Text
JURNAL WACANA NOMOR 35 TAHUN XIX 2017
Jurnal Wacana Nomor 35 Tahun XIX 2017 ini akan mengangkat tema mengenai Ekologi Politis Air : Akses, Eksklusi, dan Resistensi. Sumberdaya air terus mengalami komodikasi seiring proses produksi dan reproduksi sistem kapitalisme dewasa ini. Akibatnya, krisis air baik dalam arti kelangkaan, kelebihan, pencemaran maupun tersingkirnya warga untuk mengakses kawasan perairan-terus membayangi kehidupan di sekitar kita. Fenomena ini menjadi konsekuensi bukan dari siklus alamiah air itu sendiri melainkan dari karut-marut tata pengurusannya. Wacana Edisi ini menggunakan pendekatan ekologi politis untuk membongkar proses-proses akses, eksklusi, dan resistensi dalam kerangka relasi kuasa yang melingkupi tata pengurusan sumberdaya air di Indonesia.

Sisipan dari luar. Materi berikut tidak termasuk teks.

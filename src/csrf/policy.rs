//! Which requests need a token at all.

use axum::http::Method;

/// Why a request skipped validation.
#[derive(Debug, Clone, Copy, PartialEq, Eq)]
pub enum BypassReason {
    ReadOnlyMethod,
    ExemptPath,
}

impl BypassReason {
    pub fn as_str(self) -> &'static str {
        match self {
            BypassReason::ReadOnlyMethod => "read_only_method",
            BypassReason::ExemptPath => "exempt_path",
        }
    }
}

/// Outcome of [`CsrfPolicy::check`].
#[derive(Debug, Clone, Copy, PartialEq, Eq)]
pub enum Requirement {
    Bypass(BypassReason),
    Validate,
}

#[derive(Debug, Clone, PartialEq, Eq)]
enum PathPattern {
    Exact(String),
    Prefix(String),
}

impl PathPattern {
    fn parse(raw: &str) -> Self {
        match raw.strip_suffix('*') {
            Some(prefix) => PathPattern::Prefix(normalize(prefix, false)),
            None => PathPattern::Exact(normalize(raw, true)),
        }
    }

    fn matches(&self, path: &str) -> bool {
        match self {
            PathPattern::Exact(p) => p == path,
            PathPattern::Prefix(p) => path.starts_with(p.as_str()),
        }
    }
}

/// Exempt paths plus the read-only method rule.
///
/// Patterns are exact paths (`/api/login`) or prefixes ending in `*`
/// (`/webhooks/*`). Leading and trailing slashes are normalized, so
/// `api/login/` and `/api/login` are the same entry.
#[derive(Debug, Clone, Default)]
pub struct CsrfPolicy {
    exempt: Vec<PathPattern>,
}

impl CsrfPolicy {
    pub fn new<I, P>(exempt_paths: I) -> Self
    where
        I: IntoIterator<Item = P>,
        P: AsRef<str>,
    {
        Self {
            exempt: exempt_paths
                .into_iter()
                .map(|p| PathPattern::parse(p.as_ref()))
                .collect(),
        }
    }

    /// `GET`, `HEAD` and `OPTIONS` never change state.
    pub fn is_reading(method: &Method) -> bool {
        matches!(*method, Method::GET | Method::HEAD | Method::OPTIONS)
    }

    pub fn is_exempt(&self, path: &str) -> bool {
        let path = normalize(path, true);
        self.exempt.iter().any(|p| p.matches(&path))
    }

    pub fn check(&self, method: &Method, path: &str) -> Requirement {
        if Self::is_reading(method) {
            Requirement::Bypass(BypassReason::ReadOnlyMethod)
        } else if self.is_exempt(path) {
            Requirement::Bypass(BypassReason::ExemptPath)
        } else {
            Requirement::Validate
        }
    }
}

fn normalize(path: &str, trim_trailing: bool) -> String {
    let path = path.trim();
    let path = if trim_trailing {
        path.trim_end_matches('/')
    } else {
        path
    };
    format!("/{}", path.trim_start_matches('/'))
}

#[cfg(test)]
mod tests {
    use super::*;

    fn policy() -> CsrfPolicy {
        CsrfPolicy::new(["/sanctum/csrf-cookie", "api/login", "/webhooks/*"])
    }

    #[test]
    fn test_reading_methods_bypass_everywhere() {
        let policy = policy();
        for method in [Method::GET, Method::HEAD, Method::OPTIONS] {
            assert_eq!(
                policy.check(&method, "/api/users/1"),
                Requirement::Bypass(BypassReason::ReadOnlyMethod)
            );
        }
    }

    #[test]
    fn test_mutating_methods_validate() {
        let policy = policy();
        for method in [Method::POST, Method::PUT, Method::PATCH, Method::DELETE] {
            assert_eq!(policy.check(&method, "/api/users/1"), Requirement::Validate);
        }
    }

    #[test]
    fn test_exempt_exact_paths() {
        let policy = policy();
        assert_eq!(
            policy.check(&Method::POST, "/api/login"),
            Requirement::Bypass(BypassReason::ExemptPath)
        );
        assert!(policy.is_exempt("/api/login/"));
        assert!(policy.is_exempt("/sanctum/csrf-cookie"));
        assert!(!policy.is_exempt("/api/login/extra"));
        assert!(!policy.is_exempt("/api/logins"));
    }

    #[test]
    fn test_exempt_prefix_paths() {
        let policy = policy();
        assert!(policy.is_exempt("/webhooks/stripe"));
        assert!(!policy.is_exempt("/webhook"));
    }

    #[test]
    fn test_empty_policy_exempts_nothing() {
        let policy = CsrfPolicy::default();
        assert_eq!(policy.check(&Method::POST, "/api/login"), Requirement::Validate);
    }
}
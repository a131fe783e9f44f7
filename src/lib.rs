//! CSRF double-submit guard for session-backed APIs, plus a client that
//! keeps itself in sync with it.
//!
//! The server side is an Axum router: a session layer owns the token, a
//! bootstrap route hands it to the browser in `XSRF-TOKEN`, and
//! [`csrf::require_csrf`] checks every mutating request. The client side is
//! [`client::CsrfClient`], which primes the cookie, echoes it back and
//! recovers once from a 419.

pub mod client;
pub mod config;
pub mod csrf;
pub mod error;
pub mod observe;
pub mod routes;
pub mod session;
pub mod types;

use axum::Router;
use axum::http::{HeaderValue, Method, header};
use axum::middleware::{from_fn, from_fn_with_state};
use axum::routing::{get, post};
use std::sync::Arc;
use tower_http::cors::{AllowOrigin, CorsLayer};
use tower_http::trace::TraceLayer;

use crate::config::Config;
use crate::csrf::{CSRF_HEADER, CsrfGuard, XSRF_HEADER, require_csrf, trace_csrf};
use crate::session::memory::InMemoryBackend;
use crate::session::middleware::{SessionLayer, session_middleware};

/// Shared application state available to all route handlers.
pub struct AppState {
    pub config: Config,
    pub session_layer: Arc<SessionLayer<InMemoryBackend>>,
    pub guard: Arc<CsrfGuard>,
}

impl AppState {
    pub fn from_config(config: Config) -> Self {
        let mut session_layer =
            SessionLayer::new(Arc::new(InMemoryBackend::new()), &config.session_secret);
        session_layer.https_only = config.session_https_only;
        session_layer.cookie_domain = config.cookie_domain.clone();

        Self {
            guard: Arc::new(CsrfGuard::from_config(&config)),
            session_layer: Arc::new(session_layer),
            config,
        }
    }
}

/// Build the Axum router with all middleware and routes.
pub fn create_app(state: Arc<AppState>) -> Router {
    create_app_with(state, Router::new())
}

/// Like [`create_app`], with `extra` routes mounted behind the same
/// session and CSRF layers.
pub fn create_app_with(state: Arc<AppState>, extra: Router<Arc<AppState>>) -> Router {
    let session_layer = state.session_layer.clone();
    let guard = state.guard.clone();

    let mut router = Router::new()
        .route("/health", get(routes::health::health))
        .route(
            &state.config.bootstrap_path,
            get(routes::csrf_cookie::csrf_cookie),
        )
        .route(
            "/api/echo",
            post(routes::echo::echo)
                .put(routes::echo::echo)
                .patch(routes::echo::echo)
                .delete(routes::echo::echo),
        )
        .route("/api/logout", post(routes::logout::logout));

    if state.config.debug_routes {
        tracing::warn!("debug routes enabled: /api/debug/csrf exposes session tokens");
        router = router.route("/api/debug/csrf", get(routes::debug::debug_csrf));
    }

    // Guard sits inside the session layer so it can read the token
    let mut router = router
        .merge(extra)
        .layer(from_fn_with_state(guard.clone(), require_csrf));

    if state.config.csrf_trace {
        router = router.layer(from_fn_with_state(guard, trace_csrf));
    }

    router
        .layer(from_fn(move |req, next| {
            let layer = session_layer.clone();
            session_middleware(layer, req, next)
        }))
        .layer(cors_layer(&state.config))
        .layer(TraceLayer::new_for_http())
        .with_state(state)
}

/// CORS: single frontend origin with credentials.
fn cors_layer(config: &Config) -> CorsLayer {
    let origin = match HeaderValue::from_str(&config.frontend_url) {
        Ok(origin) => AllowOrigin::exact(origin),
        Err(e) => {
            tracing::warn!(error = %e, url = %config.frontend_url, "invalid FRONTEND_URL; CORS disabled");
            AllowOrigin::list(Vec::<HeaderValue>::new())
        }
    };

    CorsLayer::new()
        .allow_origin(origin)
        .allow_methods([
            Method::GET,
            Method::POST,
            Method::PUT,
            Method::PATCH,
            Method::DELETE,
            Method::OPTIONS,
        ])
        .allow_headers([
            header::CONTENT_TYPE,
            header::ACCEPT,
            CSRF_HEADER,
            XSRF_HEADER,
            axum::http::HeaderName::from_static("x-requested-with"),
        ])
        .allow_credentials(true)
}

Pendekatan kritis ini mengusung agenda emansipasi sebagai konfrontasi terhadap ragam bentuk marginalisasi akibat tatta pengurusan air yang bercorak kapitalistis. Didalam Jurnal Wacana Nomor 35 Tahun XIX 2017 terdapat beberapa bagian yang meliputi Pengantar, Kajian, Kasus, dan Rehal. Adapun isi dari bagian tersebut meliputi di dalam Pengantar terdapat tulisan dari Bosman Batubara berjudul Ekologi Politis Air : Akses, Eksklusi, dan Resistensi. Kajian meliputi Jihad Berkonstitusi : Muhammadiyah dan Perjuangan Konstitusional Melawan Komudikasi Air oleh Yance Arizona dan Ibnu S. Chandranegara. Pada bagian Kasus terdapat beberpa tulisan yang meliputi Neoliberalisasi Kawasan Perairan Teluk Benoa : Sebuah Catatan Kritis Atas Praktis Perlawanan di Bali (Agung WArdana); Air dan Dialektika Kota Pariwisata : Merebut Hak Atas Kota dan Air di Yogyakarta (Wahyu Kusuma Astuti); Tanggul Laut Raksasa Jakarta dan Perampasan Kedaulatan Nelayan di Negeri Bahari (Elisabeth Augustina Issantyarni); Taman Nasional, Fracking, dan Reorganisasi Teknik Pendisiplinan Akses Atas Air : Basis Argumentasi Penolakan Rencana Esktraksi Panas Bumi di Gunung Ciremai (Fuad Faizi dan A. Syatori); Basa-Basi Kepengaturan Kawasan Danau Toba (DElima Silallahi). Adapun pada bagian Rehal mengangkat masalah Privatisasi, Air Bukan Obat Mujarab oleh Ciptaningrat Larastiti.